Uninsured motorist insurance protects you if you have an accident with an at-fault driver who doesn't have liability insurance. Underinsured motorist coverage intervenes when you have an accident with an at-fault driver whose limits of liability are too low to cover the medical expenses of any injured person. Auto liability insurance is a type of insurance that covers the cost of injuries and damage to the other driver's property if you are at fault for an accident. Auto liability insurance consists of both bodily injury and property damage liability insurance.
The term “liability only” auto insurance is used to distinguish policies with basic coverage from those with collision insurance and comprehensive coverage. For tips on whether liability insurance alone is enough for your situation, check out WalletHub's guide to how much car insurance you can take out. Liability insurance is car insurance that covers damage or injury to a third party's property in the event of an accident. The exact cost of an auto liability insurance policy varies depending on several factors, including the state, the insurance company, the driver's history, and the amount of coverage purchased.
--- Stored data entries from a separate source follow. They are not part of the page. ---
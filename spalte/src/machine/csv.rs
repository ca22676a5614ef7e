use super::{flush, ChunkData, Counters, Machine, Span};
use crate::{Char, Error, Flow, Handler, LogicalPosition, Result};

#[derive(Copy, Clone, Eq, PartialEq, Debug, Default)]
enum State {
    #[default]
    RecordStart,
    FieldStart,
    InUnquoted,
    InQuoted,
    AfterQuote,
    AfterField,
    AfterCr,
}

/// Comma separated values as described by RFC 4180.
///
/// The reading is permissive in a few places: records may be terminated by CR, LF or CRLF, the
/// final record needs no terminator, whitespace around fields is preserved and quoted fields may
/// contain any line breaks. A quote inside an unquoted field, a character other than a separator
/// or line break after a closing quote and an unterminated quote at the end of input are errors.
#[derive(Clone, Debug, Default)]
pub struct Csv {
    state: State,
    pos: usize,
    span: Span,
    /// Position of the quote that moved us into `AfterQuote`.
    quote: usize,
    counters: Counters,
}

impl Csv {
    #[inline]
    fn finish_field<C: Char, H: Handler<C>>(
        &mut self,
        data: &mut ChunkData<'_, C>,
        run_end: usize,
        handler: &mut H,
    ) -> Result<Flow> {
        self.span.close_run(data, run_end);
        self.counters.finalize(handler, self.span.fragment(&data[..]))
    }

    #[cold]
    #[inline(never)]
    fn quote_in_unquoted_field() -> Error {
        Error::parse("quote in unquoted field")
    }

    #[cold]
    #[inline(never)]
    fn after_closing_quote<C: Char>(c: C) -> Error {
        Error::parse(format!(
            "unexpected {:?} after closing quote",
            c.to_char()
        ))
    }

    #[cold]
    #[inline(never)]
    fn unterminated_quote() -> Error {
        Error::parse("unterminated quoted field")
    }
}

impl Machine for Csv {
    #[inline]
    fn begin_chunk(&mut self) {
        self.pos = 0;
        self.quote = 0;
        self.span.open(0);
    }

    #[inline]
    fn pos(&self) -> usize {
        self.pos
    }

    fn feed<C: Char, H: Handler<C>>(
        &mut self,
        data: &mut ChunkData<'_, C>,
        handler: &mut H,
        empty_lines: bool,
    ) -> Result<Flow> {
        while self.pos < data.len() {
            let c = data[self.pos];
            let flow = match self.state {
                State::RecordStart => {
                    if c.is_line_break() {
                        self.pos += 1;
                        self.state = if c == C::CR {
                            State::AfterCr
                        } else {
                            State::RecordStart
                        };
                        if empty_lines {
                            handler.empty_physical_line()?
                        } else {
                            Flow::Continue
                        }
                    } else {
                        self.state = State::FieldStart;
                        handler.start_record()?
                    }
                }
                State::FieldStart => {
                    if c == C::COMMA {
                        let at = self.pos;
                        self.pos += 1;
                        self.counters.finalize(handler, &data[at..at])?
                    } else if c == C::QUOTE {
                        self.pos += 1;
                        self.span.open(self.pos);
                        self.state = State::InQuoted;
                        Flow::Continue
                    } else if c.is_line_break() {
                        self.state = State::AfterField;
                        self.counters.finalize(handler, &data[self.pos..self.pos])?
                    } else {
                        self.span.open(self.pos);
                        self.pos += 1;
                        self.state = State::InUnquoted;
                        Flow::Continue
                    }
                }
                State::InUnquoted => {
                    if c == C::COMMA {
                        let at = self.pos;
                        self.pos += 1;
                        self.state = State::FieldStart;
                        self.finish_field(data, at, handler)?
                    } else if c == C::QUOTE {
                        return Err(Self::quote_in_unquoted_field());
                    } else if c.is_line_break() {
                        self.state = State::AfterField;
                        self.finish_field(data, self.pos, handler)?
                    } else {
                        let rest = &data[self.pos + 1..];
                        self.pos += 1 + rest
                            .iter()
                            .position(|&c| c == C::COMMA || c == C::QUOTE || c.is_line_break())
                            .unwrap_or(rest.len());
                        continue;
                    }
                }
                State::InQuoted => {
                    if c == C::QUOTE {
                        self.quote = self.pos;
                        self.pos += 1;
                        self.state = State::AfterQuote;
                        Flow::Continue
                    } else {
                        let rest = &data[self.pos + 1..];
                        self.pos += 1 + rest
                            .iter()
                            .position(|&c| c == C::QUOTE)
                            .unwrap_or(rest.len());
                        continue;
                    }
                }
                State::AfterQuote => {
                    if c == C::QUOTE {
                        // The first quote of the pair is dropped, the second one starts the next
                        // run.
                        self.span.close_run(data, self.quote);
                        let flow = if data.is_writable() {
                            self.span.run = self.pos;
                            Flow::Continue
                        } else {
                            let flow = flush(&mut self.span, &data[..], handler)?;
                            self.span.open(self.pos);
                            flow
                        };
                        self.pos += 1;
                        self.state = State::InQuoted;
                        flow
                    } else if c == C::COMMA {
                        self.pos += 1;
                        self.state = State::FieldStart;
                        self.finish_field(data, self.quote, handler)?
                    } else if c.is_line_break() {
                        self.state = State::AfterField;
                        self.finish_field(data, self.quote, handler)?
                    } else {
                        return Err(Self::after_closing_quote(c));
                    }
                }
                State::AfterField => {
                    debug_assert!(c.is_line_break());
                    self.pos += 1;
                    self.state = if c == C::CR {
                        State::AfterCr
                    } else {
                        State::RecordStart
                    };
                    self.counters.end_record(handler)?
                }
                State::AfterCr => {
                    if c == C::LF {
                        self.pos += 1;
                    }
                    self.state = State::RecordStart;
                    Flow::Continue
                }
            };
            if flow.is_stop() {
                return Ok(Flow::Stop);
            }
        }
        Ok(Flow::Continue)
    }

    fn end_chunk<C: Char, H: Handler<C>>(
        &mut self,
        data: &mut ChunkData<'_, C>,
        handler: &mut H,
        eof: bool,
    ) -> Result<Flow> {
        let len = data.len();
        if !eof {
            let run_end = match self.state {
                State::InUnquoted | State::InQuoted => len,
                State::AfterQuote => self.quote,
                _ => return Ok(Flow::Continue),
            };
            self.span.close_run(data, run_end);
            return flush(&mut self.span, &data[..], handler);
        }

        loop {
            let flow = match self.state {
                State::InQuoted => return Err(Self::unterminated_quote()),
                State::InUnquoted => {
                    self.state = State::AfterField;
                    self.finish_field(data, len, handler)?
                }
                State::AfterQuote => {
                    self.state = State::AfterField;
                    self.finish_field(data, self.quote, handler)?
                }
                State::FieldStart => {
                    self.state = State::AfterField;
                    self.counters.finalize(handler, &data[len..len])?
                }
                State::AfterField => {
                    self.state = State::RecordStart;
                    self.counters.end_record(handler)?
                }
                State::RecordStart | State::AfterCr => return Ok(Flow::Continue),
            };
            if flow.is_stop() {
                return Ok(Flow::Stop);
            }
        }
    }

    fn logical(&self) -> LogicalPosition {
        self.counters.logical()
    }
}
//! Input adapters feeding characters into the parser.
use std::{
    io::{self, BufReader, Cursor, Read},
    ops::Range,
};

use crate::Char;

/// A source of characters.
///
/// The parser requests characters in chunks. An adapter either copies characters into a buffer
/// supplied by the parser ([`read_into`][Self::read_into]) or, when it already owns all of its
/// text, lends a range of its own storage ([`lend`][Self::lend]) so that a zero-copy handler can
/// read fragments directly from it.
pub trait Input<C: Char> {
    /// Whether [`lend`][Self::lend] is supported.
    const CAN_LEND: bool = false;

    /// Copies the next characters into `buf`, returning how many were written.
    ///
    /// A count smaller than `buf.len()` signals that the end of input was reached during this call.
    fn read_into(&mut self, buf: &mut [C]) -> io::Result<usize>;

    /// Lends up to `max` characters of the adapter's own storage and advances past them.
    ///
    /// The returned range indexes into [`lent`][Self::lent]. As with
    /// [`read_into`][Self::read_into], a range shorter than `max` signals the end of input.
    fn lend(&mut self, max: usize) -> io::Result<Range<usize>> {
        let _ = max;
        Err(io::Error::new(
            io::ErrorKind::Unsupported,
            "input cannot lend its storage",
        ))
    }

    /// Returns the storage that ranges returned by [`lend`][Self::lend] index into.
    fn lent(&self) -> &[C] {
        &[]
    }
}

impl<C: Char, I: Input<C>> Input<C> for &mut I {
    const CAN_LEND: bool = I::CAN_LEND;

    #[inline]
    fn read_into(&mut self, buf: &mut [C]) -> io::Result<usize> {
        (**self).read_into(buf)
    }

    #[inline]
    fn lend(&mut self, max: usize) -> io::Result<Range<usize>> {
        (**self).lend(max)
    }

    #[inline]
    fn lent(&self) -> &[C] {
        (**self).lent()
    }
}

/// Input borrowing a slice of characters.
#[derive(Copy, Clone, Debug)]
pub struct SliceInput<'a, C> {
    text: &'a [C],
    pos: usize,
}

impl<'a, C: Char> SliceInput<'a, C> {
    /// Creates an input reading the characters of `text`.
    pub fn new(text: &'a [C]) -> Self {
        Self { text, pos: 0 }
    }

    /// Returns the characters that were not yet consumed.
    pub fn remaining(&self) -> &'a [C] {
        &self.text[self.pos..]
    }
}

impl<'a> From<&'a str> for SliceInput<'a, u8> {
    fn from(text: &'a str) -> Self {
        Self::new(text.as_bytes())
    }
}

impl<'a, C: Char> From<&'a [C]> for SliceInput<'a, C> {
    fn from(text: &'a [C]) -> Self {
        Self::new(text)
    }
}

impl<C: Char> Input<C> for SliceInput<'_, C> {
    const CAN_LEND: bool = true;

    fn read_into(&mut self, buf: &mut [C]) -> io::Result<usize> {
        let range = self.lend(buf.len())?;
        buf[..range.len()].copy_from_slice(&self.text[range.clone()]);
        Ok(range.len())
    }

    #[inline]
    fn lend(&mut self, max: usize) -> io::Result<Range<usize>> {
        let start = self.pos;
        self.pos += max.min(self.text.len() - start);
        Ok(start..self.pos)
    }

    #[inline]
    fn lent(&self) -> &[C] {
        self.text
    }
}

/// Input owning its characters.
#[derive(Clone, Debug, Default)]
pub struct OwnedInput<C> {
    text: Vec<C>,
    pos: usize,
}

impl<C: Char> OwnedInput<C> {
    /// Creates an input that takes ownership of `text`.
    pub fn new(text: Vec<C>) -> Self {
        Self { text, pos: 0 }
    }

    /// Returns the owned characters, including those already consumed.
    pub fn into_inner(self) -> Vec<C> {
        self.text
    }
}

impl From<String> for OwnedInput<u8> {
    fn from(text: String) -> Self {
        Self::new(text.into_bytes())
    }
}

impl<C: Char> From<Vec<C>> for OwnedInput<C> {
    fn from(text: Vec<C>) -> Self {
        Self::new(text)
    }
}

impl<C: Char> Input<C> for OwnedInput<C> {
    const CAN_LEND: bool = true;

    fn read_into(&mut self, buf: &mut [C]) -> io::Result<usize> {
        let range = self.lend(buf.len())?;
        buf[..range.len()].copy_from_slice(&self.text[range.clone()]);
        Ok(range.len())
    }

    #[inline]
    fn lend(&mut self, max: usize) -> io::Result<Range<usize>> {
        let start = self.pos;
        self.pos += max.min(self.text.len() - start);
        Ok(start..self.pos)
    }

    #[inline]
    fn lent(&self) -> &[C] {
        &self.text
    }
}

/// Byte input reading from a [`Read`] instance.
///
/// Reads are repeated until the requested buffer is full or the reader reports the end of its data,
/// so short reads from line buffered or interactive sources do not look like the end of input.
pub struct ReaderInput<'a> {
    read: Box<dyn Read + 'a>,
    complete: bool,
}

impl<'a> ReaderInput<'a> {
    /// Creates a [`ReaderInput`] for the data of a [`BufReader`].
    pub fn from_buf_reader(buf_reader: BufReader<impl Read + 'a>) -> Self {
        // Keep anything the BufReader already holds, but don't buffer twice.
        let buffered = buf_reader.buffer().to_vec();
        if buffered.is_empty() {
            Self::from_read(buf_reader.into_inner())
        } else {
            Self::from_read(Cursor::new(buffered).chain(buf_reader.into_inner()))
        }
    }

    /// Creates a [`ReaderInput`] for the data of a [`Read`] instance.
    ///
    /// If the [`Read`] instance is a [`BufReader`], it is better to use
    /// [`from_buf_reader`][Self::from_buf_reader] to avoid unnecessary double buffering of the
    /// data.
    pub fn from_read(read: impl Read + 'a) -> Self {
        Self::from_boxed_dyn_read(Box::new(read))
    }

    /// Creates a [`ReaderInput`] for the data of a boxed [`Read`] instance.
    #[inline(never)]
    pub fn from_boxed_dyn_read(read: Box<dyn Read + 'a>) -> Self {
        Self {
            read,
            complete: false,
        }
    }

    /// Returns `true` when the underlying reader reported the end of its data.
    pub fn is_complete(&self) -> bool {
        self.complete
    }
}

impl Input<u8> for ReaderInput<'_> {
    fn read_into(&mut self, buf: &mut [u8]) -> io::Result<usize> {
        let mut filled = 0;
        while filled < buf.len() && !self.complete {
            match self.read.read(&mut buf[filled..]) {
                Ok(0) => self.complete = true,
                Ok(n) => {
                    assert!(
                        n <= buf.len() - filled,
                        "invariant of std::io::Read trait violated"
                    );
                    filled += n;
                }
                Err(err) if err.kind() == io::ErrorKind::Interrupted => continue,
                Err(err) => return Err(err),
            }
        }
        Ok(filled)
    }
}

#[cfg(test)]
mod tests {
    use super::*;

    /// Returns at most three bytes per read and is interrupted every other call.
    struct Trickle<'a> {
        data: &'a [u8],
        interrupt: bool,
    }

    impl Read for Trickle<'_> {
        fn read(&mut self, buf: &mut [u8]) -> io::Result<usize> {
            self.interrupt = !self.interrupt;
            if self.interrupt {
                return Err(io::ErrorKind::Interrupted.into());
            }
            let n = buf.len().min(3).min(self.data.len());
            buf[..n].copy_from_slice(&self.data[..n]);
            self.data = &self.data[n..];
            Ok(n)
        }
    }

    #[test]
    fn reader_fills_whole_buffer() -> io::Result<()> {
        let mut input = ReaderInput::from_read(Trickle {
            data: b"0123456789",
            interrupt: false,
        });
        let mut buf = [0; 8];
        assert_eq!(input.read_into(&mut buf)?, 8);
        assert_eq!(&buf, b"01234567");
        assert_eq!(input.read_into(&mut buf)?, 2);
        assert_eq!(&buf[..2], b"89");
        assert!(input.is_complete());
        assert_eq!(input.read_into(&mut buf)?, 0);
        Ok(())
    }

    #[test]
    fn reader_keeps_buffered_data() -> io::Result<()> {
        let mut buf_reader = BufReader::with_capacity(4, &b"abcdef"[..]);
        io::BufRead::fill_buf(&mut buf_reader)?;
        let mut input = ReaderInput::from_buf_reader(buf_reader);
        let mut buf = [0; 16];
        assert_eq!(input.read_into(&mut buf)?, 6);
        assert_eq!(&buf[..6], b"abcdef");
        Ok(())
    }

    #[test]
    fn slice_lends_ranges() -> io::Result<()> {
        let mut input = SliceInput::from("hello");
        assert_eq!(input.lend(2)?, 0..2);
        assert_eq!(input.lend(2)?, 2..4);
        assert_eq!(input.lend(2)?, 4..5);
        assert_eq!(input.lend(2)?, 5..5);
        assert_eq!(&input.lent()[2..4], b"ll");
        Ok(())
    }

    #[test]
    fn owned_reads_wide() -> io::Result<()> {
        let mut input = OwnedInput::new(u16::encode_str("ab"));
        let mut buf = [0u16; 4];
        assert_eq!(input.read_into(&mut buf)?, 2);
        assert_eq!(&buf[..2], &[b'a' as u16, b'b' as u16]);
        assert_eq!(input.read_into(&mut buf)?, 0);
        Ok(())
    }
}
Auto liability insurance comes into play when the policyholder is found to be at fault for a car accident. Bodily injury liability insurance covers the other driver's medical expenses, while property damage liability insurance covers your vehicle and other items damaged in the accident, such as your house or a fence. And if your car is leased or financed, your lender will likely require you to take out collision and comprehensive insurance. You should have liability insurance only if the annual cost of full coverage exceeds 10% of the value of your car.
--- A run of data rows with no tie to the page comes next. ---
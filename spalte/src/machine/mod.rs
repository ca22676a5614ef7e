//! State machines turning chunks of characters into handler events.
//!
//! A machine is fed one chunk at a time. It keeps all of its state between chunks and between
//! calls, so it can stop after any event and later continue exactly where it stopped. Each
//! transition emits at most one event; characters that produce several events are revisited in an
//! intermediate state instead of being consumed.
use std::ops::{Deref, Range};

use crate::{Char, ChunkPosition, Flow, Handler, LogicalPosition, Result};

mod csv;
mod tsv;

pub use csv::Csv;
pub use tsv::Tsv;

/// A chunk of characters handed to a [`Machine`].
pub enum ChunkData<'a, C> {
    /// A buffer the machine may rewrite in place.
    ///
    /// Characters are passed to `position` before they are overwritten.
    Writable {
        /// The characters of the chunk.
        chars: &'a mut [C],
        /// Position tracking for the chunk.
        position: &'a mut ChunkPosition,
    },
    /// Storage lent by the input that must not be modified.
    ReadOnly(&'a [C]),
}

impl<C> Deref for ChunkData<'_, C> {
    type Target = [C];

    #[inline]
    fn deref(&self) -> &[C] {
        match self {
            ChunkData::Writable { chars, .. } => chars,
            ChunkData::ReadOnly(chars) => chars,
        }
    }
}

impl<C: Char> ChunkData<'_, C> {
    /// Returns `true` for [`ChunkData::Writable`].
    #[inline]
    pub fn is_writable(&self) -> bool {
        matches!(self, ChunkData::Writable { .. })
    }

    /// Moves the characters of `src` to start at `dest`, which must not be after `src.start`.
    #[inline]
    fn compact(&mut self, src: Range<usize>, dest: usize) {
        debug_assert!(dest <= src.start);
        match self {
            ChunkData::Writable { chars, position } => {
                position.scan_to(chars, src.end);
                chars.copy_within(src, dest);
            }
            ChunkData::ReadOnly(_) => unreachable!("compacting lent storage"),
        }
    }
}

/// A resumable state machine for one delimited text dialect.
pub trait Machine: Default {
    /// Prepares for a new chunk.
    fn begin_chunk(&mut self);

    /// Returns the offset of the next character to process within the current chunk.
    fn pos(&self) -> usize;

    /// Processes characters of `data` until it is exhausted or a handler asks to stop.
    ///
    /// Returns [`Flow::Continue`] once every character of the chunk was processed.
    fn feed<C: Char, H: Handler<C>>(
        &mut self,
        data: &mut ChunkData<'_, C>,
        handler: &mut H,
        empty_lines: bool,
    ) -> Result<Flow>;

    /// Finishes the current chunk after [`feed`][Self::feed] returned `Continue`.
    ///
    /// Pending field contents are passed on as an update. If `eof` is set, open fields and records
    /// are closed instead. Returns [`Flow::Continue`] once there is nothing left to emit.
    fn end_chunk<C: Char, H: Handler<C>>(
        &mut self,
        data: &mut ChunkData<'_, C>,
        handler: &mut H,
        eof: bool,
    ) -> Result<Flow>;

    /// Returns the current record and field counts.
    fn logical(&self) -> LogicalPosition;
}

/// The characters of the current field within the current chunk.
///
/// The field is the committed fragment `start..end` followed by the open run beginning at `run`.
/// Runs are separated by escaped quotes. On writable chunks a run is moved down to `end` when it
/// is closed, so the whole field stays one contiguous slice. On read-only chunks the fragment is
/// passed on as soon as it would become discontiguous, which keeps `run == end`.
#[derive(Copy, Clone, Debug, Default)]
struct Span {
    start: usize,
    end: usize,
    run: usize,
}

impl Span {
    #[inline]
    fn open(&mut self, at: usize) {
        *self = Span {
            start: at,
            end: at,
            run: at,
        };
    }

    /// Appends the open run, which ends at `run_end`, to the committed fragment.
    #[inline]
    fn close_run<C: Char>(&mut self, data: &mut ChunkData<'_, C>, run_end: usize) {
        if self.run != self.end && run_end > self.run {
            data.compact(self.run..run_end, self.end);
        }
        self.end += run_end - self.run;
        self.run = run_end;
    }

    #[inline]
    fn fragment<'a, C>(&self, data: &'a [C]) -> &'a [C] {
        &data[self.start..self.end]
    }
}

/// Record and field counters shared by the machines.
#[derive(Copy, Clone, Debug, Default)]
struct Counters {
    record: usize,
    field: usize,
}

impl Counters {
    #[inline]
    fn finalize<C: Char, H: Handler<C>>(&mut self, handler: &mut H, fragment: &[C]) -> Result<Flow> {
        let flow = handler.finalize(fragment)?;
        self.field += 1;
        Ok(flow)
    }

    #[inline]
    fn end_record<C: Char, H: Handler<C>>(&mut self, handler: &mut H) -> Result<Flow> {
        let flow = handler.end_record()?;
        self.record += 1;
        self.field = 0;
        Ok(flow)
    }

    #[inline]
    fn logical(&self) -> LogicalPosition {
        LogicalPosition::new(self.record, self.field)
    }
}

/// Passes the committed fragment on as an update, skipping empty fragments.
#[inline]
fn flush<C: Char, H: Handler<C>>(span: &mut Span, data: &[C], handler: &mut H) -> Result<Flow> {
    let fragment = span.fragment(data);
    let flow = if fragment.is_empty() {
        Flow::Continue
    } else {
        handler.update(fragment)?
    };
    span.open(span.run);
    Ok(flow)
}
Liability insurance figures mean that an insurer will only pay liability claims for bodily injury or property damage up to a certain amount in dollars. Liability limits in auto insurance are the maximum amount your insurance company will pay for injuries and property damage in accidents you cause. Auto liability insurance covers medical expenses and property damage expenses incurred by other people as a result of an accident that you were held responsible for. The difference between comprehensive insurance and liability insurance is that comprehensive insurance covers your car when it is damaged by something other than a collision, while liability coverage pays for property damage and other people's injuries when you cause an accident.
All auto liability insurance policies include limits that are expressed with these numbers, and the order and notation are always the same. On average, auto liability insurance costs 51% less per year than full-coverage insurance, which generally includes liability along with collision coverage and comprehensive coverage. Liability insurance is the least expensive car insurance because it provides minimal coverage.